As for the film? Well, there will be a film, but, like the title denotes, it will actually only be 1 second in length, 24 frames of animation, to be exact, followed by 90 minutes of credits. Now that’s fucking genius!

Here’s a video of Stephen Colbert legitimizing the project, so that IMDB would grant the producer credits to everyone that payed their $1:

Here’s another one, which includes the Colbert clip you just saw plus Pierce Brosnan, Steve Buscemi, Bob Odenkirk, Kevin Bacon, Tom Arnold, and Richard Edson.

April 3, 2007

Keith Richards used to be a Hoover

Filed under: News, Music, Humor, Celebrity — Eric @ 9:51 pm

In case you didn’t already know, Keith Richards used to snort whatever the fuck got in his path, back in the day. But I bet you didn’t know what the weirdest thing he ever snorted was.

The strangest thing I’ve tried to snort? My father. I snorted my father […] He was cremated and I couldn’t resist grinding him up with a little bit of blow.

That’s pretty insane.
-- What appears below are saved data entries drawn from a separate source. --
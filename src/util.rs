use crate::error::VirtupError;

const KIB: u64 = 1024;
const MIB: u64 = 1024 * KIB;
const GIB: u64 = 1024 * MIB;

/// Largest guest memory accepted, 16 TiB. libvirt takes the value in KiB.
pub const MAX_MEMORY_MIB: u64 = 16 * 1024 * 1024;

/// Multiplier to MiB for a unit suffix, as a (numerator, denominator) pair.
///
/// Units are binary. `M`, `MB`, `MiB` and lowercase spellings all mean MiB,
/// matching how libvirt reads `<memory unit=...>`.
fn unit_to_mib(unit: &str) -> Option<(u64, u64)> {
    let unit = unit.to_ascii_lowercase();
    let base = unit
        .strip_suffix("ib")
        .or_else(|| unit.strip_suffix('b'))
        .filter(|u| !u.is_empty())
        .unwrap_or(&unit);
    match base {
        "" | "m" => Some((1, 1)),
        "b" => Some((1, MIB)),
        "k" => Some((1, 1024)),
        "g" => Some((1024, 1)),
        "t" => Some((1024 * 1024, 1)),
        _ => None,
    }
}

/// Parse a memory amount into MiB.
///
/// A bare number is MiB (`"2048"`). Suffixed values (`"512M"`, `"2G"`,
/// `"1GiB"`) are converted, rounding down. Anything under 1 MiB is rejected.
pub fn parse_memory_mib(s: &str) -> Result<u64, VirtupError> {
    let trimmed = s.trim();
    let split = trimmed
        .find(|c: char| !c.is_ascii_digit())
        .unwrap_or(trimmed.len());
    let (digits, unit) = trimmed.split_at(split);

    let amount: u64 = digits.parse().map_err(|_| VirtupError::Validation {
        message: format!("invalid memory amount: '{trimmed}'"),
    })?;
    let (num, den) = unit_to_mib(unit.trim()).ok_or_else(|| VirtupError::Validation {
        message: format!("unknown memory unit '{unit}' in '{trimmed}' (use K, M, G or T)"),
    })?;
    let mib = amount
        .checked_mul(num)
        .ok_or_else(|| VirtupError::Validation {
            message: format!("memory amount too large: '{trimmed}'"),
        })?
        / den;

    if mib == 0 {
        return Err(VirtupError::Validation {
            message: format!("memory must be at least 1 MiB (got '{trimmed}')"),
        });
    }
    check_memory_mib(mib)?;
    Ok(mib)
}

/// Reject amounts above [`MAX_MEMORY_MIB`].
pub fn check_memory_mib(mib: u64) -> Result<(), VirtupError> {
    if mib > MAX_MEMORY_MIB {
        return Err(VirtupError::Validation {
            message: format!("memory of {mib} MiB exceeds the {MAX_MEMORY_MIB} MiB limit"),
        });
    }
    Ok(())
}

/// Human-readable byte count for listings.
pub fn format_size(bytes: u64) -> String {
    let (value, unit) = match bytes {
        b if b >= GIB => (b as f64 / GIB as f64, "GiB"),
        b if b >= MIB => (b as f64 / MIB as f64, "MiB"),
        b if b >= KIB => (b as f64 / KIB as f64, "KiB"),
        b => return format!("{b} B"),
    };
    format!("{value:.1} {unit}")
}

#[cfg(test)]
mod tests {
    use super::*;

    #[test]
    fn bare_number_is_mib() {
        assert_eq!(parse_memory_mib("2048").unwrap(), 2048);
    }

    #[test]
    fn suffixes_in_any_spelling() {
        assert_eq!(parse_memory_mib("512M").unwrap(), 512);
        assert_eq!(parse_memory_mib("512mb").unwrap(), 512);
        assert_eq!(parse_memory_mib("2G").unwrap(), 2048);
        assert_eq!(parse_memory_mib("1GiB").unwrap(), 1024);
        assert_eq!(parse_memory_mib("2048K").unwrap(), 2);
    }

    #[test]
    fn rejects_zero_and_sub_mib() {
        assert!(parse_memory_mib("0").is_err());
        assert!(parse_memory_mib("512K").is_err());
        assert!(parse_memory_mib("0G").is_err());
        assert!(parse_memory_mib("4096B").is_err());
    }

    #[test]
    fn rejects_garbage() {
        assert!(parse_memory_mib("").is_err());
        assert!(parse_memory_mib("G").is_err());
        assert!(parse_memory_mib("10X").is_err());
        assert!(parse_memory_mib("-1G").is_err());
    }

    #[test]
    fn rejects_overflow() {
        assert!(parse_memory_mib("18446744073709551615T").is_err());
    }

    #[test]
    fn rejects_beyond_limit() {
        assert_eq!(parse_memory_mib("16T").unwrap(), MAX_MEMORY_MIB);
        assert!(parse_memory_mib("17T").is_err());
        let err = parse_memory_mib("18014398509481984").unwrap_err();
        assert!(err.to_string().contains("limit"));
    }

    #[test]
    fn format_size_units() {
        assert_eq!(format_size(512), "512 B");
        assert_eq!(format_size(2 * MIB), "2.0 MiB");
        assert_eq!(format_size(3 * GIB), "3.0 GiB");
    }
}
On the bright side, I bet he never leaves a mess wherever he goes.Keith Richards

March 31, 2007

Publicity Whore

Filed under: News, Music, Humor, Celebrity — Eric @ 2:35 pm

It’s finally official… U2’s Bono is an asshole. I’ve never really had anything against U2’s music, but I’ve also never really liked it. And Bono has always looked like a conniving douche, but for reasons that I could never identify (although always wearing flagrantly fancy/hip sunglasses and referring to yourself by one name really helps)… until now.

This post isn’t about how much of a douche Bono is, though. It’s about what an asshole Bono is. The evidence? Right here.

You see, Bono thought it would be an excellent idea to spend 100 million, to only raise a measly 20 million for children with AIDS in Africa, through his Red Campaign. Now, I ain’t no mathematician rocket scientist 8 year old Clever Hans, but I’m pretty sure Bono would have been better off donating those 100 million Americans directly to the children in Africa. Now, I know that if he did that, nobody would have really found out about how much he cares about dying Africans. You see, if you’re a publicity whore like Bono, it makes absolute perfect sense to spend five times as much money telling everyone you care, than what you actually spend helping the people that you “care” about. As a gesture of gratitude, I think I speak for everyone when I say: Hey, Bono! Go fuck yourself!